*EXERCISE GOAL*: From the line containing "pub fn with_x_language(mut" onward, every line of the entries is to be set down exactly, the last line included.
#### DATA EXTRACTS
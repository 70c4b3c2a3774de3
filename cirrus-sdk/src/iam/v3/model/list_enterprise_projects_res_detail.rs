//! ListEnterpriseProjectsResDetail model for the IAM v3 API
//!
//! Auto-generated from model definition: iam/v3/ListEnterpriseProjectsResDetail
//!
//! DO NOT EDIT MANUALLY - regenerate with cirrus-codegen

use std::fmt;

use serde::{Deserialize, Serialize};

/// `ListEnterpriseProjectsResDetail`
#[derive(Debug, Clone, PartialEq, Serialize, Deserialize)]
pub struct ListEnterpriseProjectsResDetail {
    /// Enterprise project ID.
    pub id: String,
    /// Enterprise project name.
    pub name: String,
}

impl ListEnterpriseProjectsResDetail {
    /// Creates a new `ListEnterpriseProjectsResDetail`
    pub fn new(id: String, name: String) -> Self {
        Self {
            id,
            name,
        }
    }
}

impl fmt::Display for ListEnterpriseProjectsResDetail {
    fn fmt(&self, f: &mut fmt::Formatter<'_>) -> fmt::Result {
        cirrus_core::model::describe(f, "ListEnterpriseProjectsResDetail", self)
    }
}
//! SetPostgresqlDbUserPwdRequest model for the RDS v3 API
//!
//! Auto-generated from model definition: rds/v3/SetPostgresqlDbUserPwdRequest
//!
//! DO NOT EDIT MANUALLY - regenerate with cirrus-codegen

use std::fmt;

use super::DbUserPwdRequest;
use cirrus_core::open_enum;
use serde::{Deserialize, Serialize};

/// Request object
#[derive(Debug, Clone, PartialEq, Serialize, Deserialize)]
pub struct SetPostgresqlDbUserPwdRequest {
    /// Language of the response messages.
    #[serde(rename = "X-Language", skip_serializing_if = "Option::is_none")]
    pub x_language: Option<SetPostgresqlDbUserPwdRequestXLanguage>,
    /// Instance ID.
    pub instance_id: String,
    #[serde(skip_serializing_if = "Option::is_none")]
    pub body: Option<DbUserPwdRequest>,
}

impl SetPostgresqlDbUserPwdRequest {
    /// Creates a new `SetPostgresqlDbUserPwdRequest`
    pub fn new(instance_id: String) -> Self {
        Self {
            x_language: None,
            instance_id,
            body: None,
        }
    }

    pub fn with_x_language(mut self, x_language: SetPostgresqlDbUserPwdRequestXLanguage) -> Self {
        self.x_language = Some(x_language);
        self
    }

    pub fn with_body(mut self, body: DbUserPwdRequest) -> Self {
        self.body = Some(body);
        self
    }
}

impl fmt::Display for SetPostgresqlDbUserPwdRequest {
    fn fmt(&self, f: &mut fmt::Formatter<'_>) -> fmt::Result {
        cirrus_core::model::describe(f, "SetPostgresqlDbUserPwdRequest", self)
    }
}

open_enum! {
    /// Language of the response messages.
    pub struct SetPostgresqlDbUserPwdRequestXLanguage {
        ZH_CN = "zh-cn",
        EN_US = "en-us",
    }
}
########
*YOUR SOLUTION*:
    pub fn with_x_language(mut self, x_language: SetPostgresqlDbUserPwdRequestXLanguage) -> Self {
        self.x_language = Some(x_language);
        self
    }

    pub fn with_body(mut self, body: DbUserPwdRequest) -> Self {
        self.body = Some(body);
        self
    }
}

impl fmt::Display for SetPostgresqlDbUserPwdRequest {
    fn fmt(&self, f: &mut fmt::Formatter<'_>) -> fmt::Result {
        cirrus_core::model::describe(f, "SetPostgresqlDbUserPwdRequest", self)
    }
}

open_enum! {
    /// Language of the response messages.
    pub struct SetPostgresqlDbUserPwdRequestXLanguage {
        ZH_CN = "zh-cn",
        EN_US = "en-us",
    }
}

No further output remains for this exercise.